Input for this task section start

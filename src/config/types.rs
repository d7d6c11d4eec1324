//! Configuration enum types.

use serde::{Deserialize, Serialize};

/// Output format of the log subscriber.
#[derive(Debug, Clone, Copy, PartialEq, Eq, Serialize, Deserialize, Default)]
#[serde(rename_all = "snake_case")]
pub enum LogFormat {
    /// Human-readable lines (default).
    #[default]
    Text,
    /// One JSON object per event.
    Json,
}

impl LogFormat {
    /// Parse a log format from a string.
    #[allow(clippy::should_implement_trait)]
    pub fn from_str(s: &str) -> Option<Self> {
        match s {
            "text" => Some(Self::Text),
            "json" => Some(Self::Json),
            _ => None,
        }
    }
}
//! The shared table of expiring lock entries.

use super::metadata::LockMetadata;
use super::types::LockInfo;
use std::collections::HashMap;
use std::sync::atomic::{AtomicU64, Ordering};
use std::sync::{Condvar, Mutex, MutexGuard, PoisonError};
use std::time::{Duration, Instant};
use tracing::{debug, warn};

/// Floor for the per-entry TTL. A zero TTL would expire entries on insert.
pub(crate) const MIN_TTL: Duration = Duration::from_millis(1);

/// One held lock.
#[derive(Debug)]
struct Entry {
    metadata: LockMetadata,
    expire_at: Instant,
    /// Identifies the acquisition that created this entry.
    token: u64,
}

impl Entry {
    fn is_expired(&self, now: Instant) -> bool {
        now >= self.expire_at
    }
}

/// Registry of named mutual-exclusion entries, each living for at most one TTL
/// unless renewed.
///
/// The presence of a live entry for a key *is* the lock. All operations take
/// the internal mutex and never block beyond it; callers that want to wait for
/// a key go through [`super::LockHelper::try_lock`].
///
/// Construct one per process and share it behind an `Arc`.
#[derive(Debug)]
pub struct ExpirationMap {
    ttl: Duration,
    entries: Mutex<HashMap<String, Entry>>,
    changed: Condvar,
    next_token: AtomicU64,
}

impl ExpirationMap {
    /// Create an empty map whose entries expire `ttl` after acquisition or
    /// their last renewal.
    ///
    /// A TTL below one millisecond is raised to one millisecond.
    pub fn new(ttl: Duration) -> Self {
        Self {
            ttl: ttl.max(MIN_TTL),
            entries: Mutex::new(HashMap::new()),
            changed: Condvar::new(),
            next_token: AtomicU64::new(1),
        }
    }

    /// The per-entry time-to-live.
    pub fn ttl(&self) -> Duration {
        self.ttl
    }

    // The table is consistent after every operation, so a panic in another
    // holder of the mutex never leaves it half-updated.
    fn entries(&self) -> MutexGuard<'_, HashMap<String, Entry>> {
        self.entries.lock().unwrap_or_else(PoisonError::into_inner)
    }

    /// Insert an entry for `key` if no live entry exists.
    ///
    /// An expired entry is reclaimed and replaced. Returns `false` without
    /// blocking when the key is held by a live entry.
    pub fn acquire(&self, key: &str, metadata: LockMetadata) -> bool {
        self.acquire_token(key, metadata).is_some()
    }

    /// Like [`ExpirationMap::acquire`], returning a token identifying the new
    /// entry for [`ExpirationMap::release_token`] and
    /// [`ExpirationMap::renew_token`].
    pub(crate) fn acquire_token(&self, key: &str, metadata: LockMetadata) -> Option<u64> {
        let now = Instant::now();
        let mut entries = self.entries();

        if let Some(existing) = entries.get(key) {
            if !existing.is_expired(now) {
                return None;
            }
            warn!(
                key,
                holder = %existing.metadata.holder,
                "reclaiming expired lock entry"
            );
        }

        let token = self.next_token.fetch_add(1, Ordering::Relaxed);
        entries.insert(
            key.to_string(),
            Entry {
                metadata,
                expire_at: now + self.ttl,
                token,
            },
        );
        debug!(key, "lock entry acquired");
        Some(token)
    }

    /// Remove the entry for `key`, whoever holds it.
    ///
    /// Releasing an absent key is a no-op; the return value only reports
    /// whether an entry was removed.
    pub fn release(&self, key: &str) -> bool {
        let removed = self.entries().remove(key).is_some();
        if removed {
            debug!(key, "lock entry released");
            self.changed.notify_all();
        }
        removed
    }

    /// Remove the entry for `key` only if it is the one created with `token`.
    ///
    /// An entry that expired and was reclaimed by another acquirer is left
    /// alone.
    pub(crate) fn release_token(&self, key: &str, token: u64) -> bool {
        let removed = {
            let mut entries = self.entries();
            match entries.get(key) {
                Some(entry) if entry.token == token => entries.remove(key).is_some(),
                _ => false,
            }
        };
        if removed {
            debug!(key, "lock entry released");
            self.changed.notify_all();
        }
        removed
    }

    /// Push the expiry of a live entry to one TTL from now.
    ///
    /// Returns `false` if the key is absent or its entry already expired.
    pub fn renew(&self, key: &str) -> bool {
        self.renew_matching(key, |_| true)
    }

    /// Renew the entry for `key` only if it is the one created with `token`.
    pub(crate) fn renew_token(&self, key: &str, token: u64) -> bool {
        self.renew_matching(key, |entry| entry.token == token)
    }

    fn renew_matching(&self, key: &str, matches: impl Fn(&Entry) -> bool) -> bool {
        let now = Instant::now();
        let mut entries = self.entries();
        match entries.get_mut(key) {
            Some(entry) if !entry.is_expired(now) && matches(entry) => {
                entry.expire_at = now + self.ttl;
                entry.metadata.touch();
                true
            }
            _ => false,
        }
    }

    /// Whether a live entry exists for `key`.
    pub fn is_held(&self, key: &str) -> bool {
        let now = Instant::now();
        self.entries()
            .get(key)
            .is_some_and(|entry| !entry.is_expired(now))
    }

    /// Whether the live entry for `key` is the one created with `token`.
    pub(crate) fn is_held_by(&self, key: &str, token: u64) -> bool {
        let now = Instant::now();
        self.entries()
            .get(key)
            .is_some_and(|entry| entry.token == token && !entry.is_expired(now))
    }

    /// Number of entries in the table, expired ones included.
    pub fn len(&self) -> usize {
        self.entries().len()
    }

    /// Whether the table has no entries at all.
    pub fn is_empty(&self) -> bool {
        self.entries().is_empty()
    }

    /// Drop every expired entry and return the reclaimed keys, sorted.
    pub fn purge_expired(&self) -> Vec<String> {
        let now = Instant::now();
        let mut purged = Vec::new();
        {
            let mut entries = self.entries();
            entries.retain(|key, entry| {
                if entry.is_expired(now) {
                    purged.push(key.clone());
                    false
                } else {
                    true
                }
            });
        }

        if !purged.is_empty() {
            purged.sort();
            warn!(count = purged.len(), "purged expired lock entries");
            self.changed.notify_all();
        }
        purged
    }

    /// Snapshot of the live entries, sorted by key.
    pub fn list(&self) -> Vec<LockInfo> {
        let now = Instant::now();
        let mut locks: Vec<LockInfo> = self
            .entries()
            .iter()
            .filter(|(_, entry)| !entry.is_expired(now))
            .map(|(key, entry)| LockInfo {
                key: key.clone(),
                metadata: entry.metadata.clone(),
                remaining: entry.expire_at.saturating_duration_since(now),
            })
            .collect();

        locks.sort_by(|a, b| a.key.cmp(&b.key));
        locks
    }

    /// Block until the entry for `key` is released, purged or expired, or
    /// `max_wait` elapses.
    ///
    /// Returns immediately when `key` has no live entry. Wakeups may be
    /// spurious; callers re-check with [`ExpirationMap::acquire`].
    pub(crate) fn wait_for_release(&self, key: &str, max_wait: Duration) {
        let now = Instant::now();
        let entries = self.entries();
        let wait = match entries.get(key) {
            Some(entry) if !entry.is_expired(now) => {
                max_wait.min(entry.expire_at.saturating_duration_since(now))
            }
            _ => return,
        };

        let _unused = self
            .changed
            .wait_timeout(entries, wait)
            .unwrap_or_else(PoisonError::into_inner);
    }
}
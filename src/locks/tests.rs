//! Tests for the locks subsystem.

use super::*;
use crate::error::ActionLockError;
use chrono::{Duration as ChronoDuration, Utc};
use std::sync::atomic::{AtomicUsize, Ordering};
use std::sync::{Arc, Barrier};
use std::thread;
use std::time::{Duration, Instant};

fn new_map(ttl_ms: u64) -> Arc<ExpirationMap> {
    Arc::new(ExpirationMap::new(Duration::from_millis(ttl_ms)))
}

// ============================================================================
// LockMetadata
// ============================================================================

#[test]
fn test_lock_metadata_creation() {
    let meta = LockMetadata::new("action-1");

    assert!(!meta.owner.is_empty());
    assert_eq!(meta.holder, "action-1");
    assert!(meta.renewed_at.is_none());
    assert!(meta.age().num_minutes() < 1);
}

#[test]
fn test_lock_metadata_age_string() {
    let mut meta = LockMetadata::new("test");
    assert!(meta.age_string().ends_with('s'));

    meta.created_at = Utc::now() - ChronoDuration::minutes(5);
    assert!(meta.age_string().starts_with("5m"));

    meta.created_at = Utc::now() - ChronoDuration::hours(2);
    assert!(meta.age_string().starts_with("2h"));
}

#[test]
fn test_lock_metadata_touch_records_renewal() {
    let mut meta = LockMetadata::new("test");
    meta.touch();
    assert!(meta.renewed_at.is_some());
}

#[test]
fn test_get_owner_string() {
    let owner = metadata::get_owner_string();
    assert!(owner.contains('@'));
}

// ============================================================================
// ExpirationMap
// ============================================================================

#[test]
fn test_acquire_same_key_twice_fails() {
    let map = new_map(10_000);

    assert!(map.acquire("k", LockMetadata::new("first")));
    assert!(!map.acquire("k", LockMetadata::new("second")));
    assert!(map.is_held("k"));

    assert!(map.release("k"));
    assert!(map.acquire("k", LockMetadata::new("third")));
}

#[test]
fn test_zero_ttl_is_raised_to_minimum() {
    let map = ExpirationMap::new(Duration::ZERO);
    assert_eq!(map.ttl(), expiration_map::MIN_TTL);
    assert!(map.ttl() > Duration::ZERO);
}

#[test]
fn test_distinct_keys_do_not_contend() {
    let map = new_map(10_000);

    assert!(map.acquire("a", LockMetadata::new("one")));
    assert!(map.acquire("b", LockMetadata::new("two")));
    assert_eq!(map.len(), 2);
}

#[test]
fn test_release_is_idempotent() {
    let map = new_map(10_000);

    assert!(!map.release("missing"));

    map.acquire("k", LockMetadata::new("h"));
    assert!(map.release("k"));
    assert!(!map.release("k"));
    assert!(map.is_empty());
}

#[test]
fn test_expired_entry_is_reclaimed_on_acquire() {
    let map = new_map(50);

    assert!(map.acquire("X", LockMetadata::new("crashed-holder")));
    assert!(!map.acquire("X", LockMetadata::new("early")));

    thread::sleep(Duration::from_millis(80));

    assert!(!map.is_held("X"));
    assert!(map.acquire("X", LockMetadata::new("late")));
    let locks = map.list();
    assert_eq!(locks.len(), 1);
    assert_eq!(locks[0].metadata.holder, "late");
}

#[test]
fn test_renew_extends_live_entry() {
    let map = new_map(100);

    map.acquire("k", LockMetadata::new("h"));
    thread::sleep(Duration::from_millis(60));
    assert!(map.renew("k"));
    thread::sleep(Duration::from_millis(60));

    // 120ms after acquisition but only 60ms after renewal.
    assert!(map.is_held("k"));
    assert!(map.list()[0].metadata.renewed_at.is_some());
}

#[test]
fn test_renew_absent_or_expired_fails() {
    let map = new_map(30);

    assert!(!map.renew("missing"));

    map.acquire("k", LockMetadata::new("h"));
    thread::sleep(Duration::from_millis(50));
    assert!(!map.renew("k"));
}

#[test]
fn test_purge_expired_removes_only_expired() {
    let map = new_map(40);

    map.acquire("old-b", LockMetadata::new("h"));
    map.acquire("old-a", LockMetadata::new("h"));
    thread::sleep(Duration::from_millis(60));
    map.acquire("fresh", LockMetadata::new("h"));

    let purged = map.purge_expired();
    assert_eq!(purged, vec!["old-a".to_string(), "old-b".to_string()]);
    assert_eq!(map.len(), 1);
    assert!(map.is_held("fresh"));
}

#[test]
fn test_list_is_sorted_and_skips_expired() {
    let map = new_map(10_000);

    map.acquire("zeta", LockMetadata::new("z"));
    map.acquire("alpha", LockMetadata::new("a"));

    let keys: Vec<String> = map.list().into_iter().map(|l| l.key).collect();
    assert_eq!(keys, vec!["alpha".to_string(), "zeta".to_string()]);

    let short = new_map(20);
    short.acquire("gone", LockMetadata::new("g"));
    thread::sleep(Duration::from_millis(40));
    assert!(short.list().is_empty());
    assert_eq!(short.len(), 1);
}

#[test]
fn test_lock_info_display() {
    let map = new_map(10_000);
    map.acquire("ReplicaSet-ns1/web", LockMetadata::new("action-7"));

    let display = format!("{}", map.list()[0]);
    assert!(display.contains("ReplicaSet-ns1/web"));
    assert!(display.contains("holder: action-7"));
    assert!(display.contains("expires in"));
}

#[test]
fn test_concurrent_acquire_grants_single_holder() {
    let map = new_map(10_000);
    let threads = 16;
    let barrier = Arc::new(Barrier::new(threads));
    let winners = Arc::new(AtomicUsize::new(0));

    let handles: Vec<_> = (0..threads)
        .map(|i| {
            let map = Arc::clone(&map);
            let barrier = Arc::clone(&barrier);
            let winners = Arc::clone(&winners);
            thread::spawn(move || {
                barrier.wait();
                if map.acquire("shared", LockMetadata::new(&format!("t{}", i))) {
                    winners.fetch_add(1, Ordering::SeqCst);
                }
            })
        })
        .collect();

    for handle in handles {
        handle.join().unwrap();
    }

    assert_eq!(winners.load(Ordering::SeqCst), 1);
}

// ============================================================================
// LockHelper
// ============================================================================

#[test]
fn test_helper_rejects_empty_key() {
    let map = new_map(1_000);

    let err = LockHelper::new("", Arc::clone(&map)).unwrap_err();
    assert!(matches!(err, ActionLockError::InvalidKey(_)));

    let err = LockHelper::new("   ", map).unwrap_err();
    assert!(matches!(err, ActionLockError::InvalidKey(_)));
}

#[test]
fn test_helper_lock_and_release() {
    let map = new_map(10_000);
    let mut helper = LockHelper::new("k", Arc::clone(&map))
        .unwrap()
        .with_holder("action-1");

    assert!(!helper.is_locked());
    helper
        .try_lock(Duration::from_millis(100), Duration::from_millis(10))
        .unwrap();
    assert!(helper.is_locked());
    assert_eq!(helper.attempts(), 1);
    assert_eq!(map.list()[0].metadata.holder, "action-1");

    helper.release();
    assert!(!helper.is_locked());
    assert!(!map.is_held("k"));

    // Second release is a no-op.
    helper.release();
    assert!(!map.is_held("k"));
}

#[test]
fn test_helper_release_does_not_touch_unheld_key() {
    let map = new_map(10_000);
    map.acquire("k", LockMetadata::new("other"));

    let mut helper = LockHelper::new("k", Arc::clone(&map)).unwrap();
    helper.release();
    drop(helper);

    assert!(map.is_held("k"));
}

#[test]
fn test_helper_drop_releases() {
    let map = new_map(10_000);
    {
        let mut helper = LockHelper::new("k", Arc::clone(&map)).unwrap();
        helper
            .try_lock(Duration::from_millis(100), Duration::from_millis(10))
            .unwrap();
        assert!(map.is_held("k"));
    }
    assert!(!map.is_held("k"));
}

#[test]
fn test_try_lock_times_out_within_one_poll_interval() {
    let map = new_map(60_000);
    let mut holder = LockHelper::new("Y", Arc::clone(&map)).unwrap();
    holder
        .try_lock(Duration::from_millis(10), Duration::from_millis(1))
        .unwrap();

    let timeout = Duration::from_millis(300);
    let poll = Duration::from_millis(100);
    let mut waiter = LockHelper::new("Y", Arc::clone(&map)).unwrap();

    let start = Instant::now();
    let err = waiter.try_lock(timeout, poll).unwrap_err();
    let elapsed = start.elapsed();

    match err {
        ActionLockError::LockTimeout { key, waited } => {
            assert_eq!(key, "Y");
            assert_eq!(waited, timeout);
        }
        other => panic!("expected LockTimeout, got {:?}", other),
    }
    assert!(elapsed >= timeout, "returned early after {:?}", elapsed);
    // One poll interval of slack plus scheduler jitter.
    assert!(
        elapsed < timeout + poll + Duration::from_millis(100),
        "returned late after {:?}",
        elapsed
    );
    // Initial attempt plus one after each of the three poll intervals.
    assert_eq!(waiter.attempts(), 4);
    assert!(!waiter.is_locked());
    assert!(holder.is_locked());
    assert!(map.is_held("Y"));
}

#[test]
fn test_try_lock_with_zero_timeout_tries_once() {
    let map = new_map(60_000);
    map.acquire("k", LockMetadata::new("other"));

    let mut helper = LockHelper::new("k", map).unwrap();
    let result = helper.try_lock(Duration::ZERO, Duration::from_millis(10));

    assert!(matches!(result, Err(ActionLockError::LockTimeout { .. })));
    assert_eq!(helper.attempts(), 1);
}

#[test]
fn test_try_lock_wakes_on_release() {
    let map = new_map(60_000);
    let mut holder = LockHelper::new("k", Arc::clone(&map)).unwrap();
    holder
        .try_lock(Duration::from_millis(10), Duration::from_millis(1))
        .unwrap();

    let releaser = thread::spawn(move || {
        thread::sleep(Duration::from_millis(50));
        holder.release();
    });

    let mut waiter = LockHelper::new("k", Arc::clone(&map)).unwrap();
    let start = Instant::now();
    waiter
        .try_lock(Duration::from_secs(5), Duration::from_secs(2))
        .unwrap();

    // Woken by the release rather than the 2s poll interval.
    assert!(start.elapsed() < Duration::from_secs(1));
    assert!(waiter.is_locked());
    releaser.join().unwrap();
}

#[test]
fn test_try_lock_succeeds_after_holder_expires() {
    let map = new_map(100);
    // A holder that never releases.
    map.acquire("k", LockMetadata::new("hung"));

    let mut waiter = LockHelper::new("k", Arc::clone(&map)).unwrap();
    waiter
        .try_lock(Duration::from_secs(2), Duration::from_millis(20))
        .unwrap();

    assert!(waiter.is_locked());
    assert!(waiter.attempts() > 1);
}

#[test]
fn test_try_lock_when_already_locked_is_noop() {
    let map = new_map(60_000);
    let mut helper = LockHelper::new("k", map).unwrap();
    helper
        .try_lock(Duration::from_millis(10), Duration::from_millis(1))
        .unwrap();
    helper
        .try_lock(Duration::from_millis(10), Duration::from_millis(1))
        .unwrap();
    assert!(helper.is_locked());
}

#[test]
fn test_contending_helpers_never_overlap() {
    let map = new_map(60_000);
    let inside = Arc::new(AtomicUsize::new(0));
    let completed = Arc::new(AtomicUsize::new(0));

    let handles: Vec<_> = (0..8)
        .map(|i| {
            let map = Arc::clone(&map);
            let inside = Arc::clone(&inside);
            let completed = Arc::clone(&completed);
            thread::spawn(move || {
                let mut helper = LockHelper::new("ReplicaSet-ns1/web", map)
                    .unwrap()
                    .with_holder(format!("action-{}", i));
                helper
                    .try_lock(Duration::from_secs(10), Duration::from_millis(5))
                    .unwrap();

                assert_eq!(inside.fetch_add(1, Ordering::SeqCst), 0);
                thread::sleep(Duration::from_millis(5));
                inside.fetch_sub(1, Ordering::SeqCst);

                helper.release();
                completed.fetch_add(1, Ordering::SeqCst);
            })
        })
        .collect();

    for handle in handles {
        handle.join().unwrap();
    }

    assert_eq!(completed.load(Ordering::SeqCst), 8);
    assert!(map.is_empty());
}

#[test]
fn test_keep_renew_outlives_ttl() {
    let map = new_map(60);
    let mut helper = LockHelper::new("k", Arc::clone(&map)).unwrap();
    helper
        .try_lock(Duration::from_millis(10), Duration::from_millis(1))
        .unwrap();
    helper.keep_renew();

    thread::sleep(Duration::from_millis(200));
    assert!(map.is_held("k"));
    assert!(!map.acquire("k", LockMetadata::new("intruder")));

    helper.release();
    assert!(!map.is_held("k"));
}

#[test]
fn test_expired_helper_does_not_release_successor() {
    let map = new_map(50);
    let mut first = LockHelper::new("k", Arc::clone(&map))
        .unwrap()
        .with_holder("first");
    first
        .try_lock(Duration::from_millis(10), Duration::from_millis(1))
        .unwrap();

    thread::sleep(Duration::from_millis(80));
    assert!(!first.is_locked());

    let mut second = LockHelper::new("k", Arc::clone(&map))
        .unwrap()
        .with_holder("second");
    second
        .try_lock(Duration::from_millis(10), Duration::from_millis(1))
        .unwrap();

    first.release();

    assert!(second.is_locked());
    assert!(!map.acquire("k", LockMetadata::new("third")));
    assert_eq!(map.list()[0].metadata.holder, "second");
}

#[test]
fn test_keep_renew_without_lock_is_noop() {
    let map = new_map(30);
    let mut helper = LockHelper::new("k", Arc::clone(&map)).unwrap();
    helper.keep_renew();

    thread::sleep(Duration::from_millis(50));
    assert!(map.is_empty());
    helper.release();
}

Input for this task section end

§ **Work required**
Total the lines in the records above that contain the string "short". Write only that total.

§ **Answer for the task**
4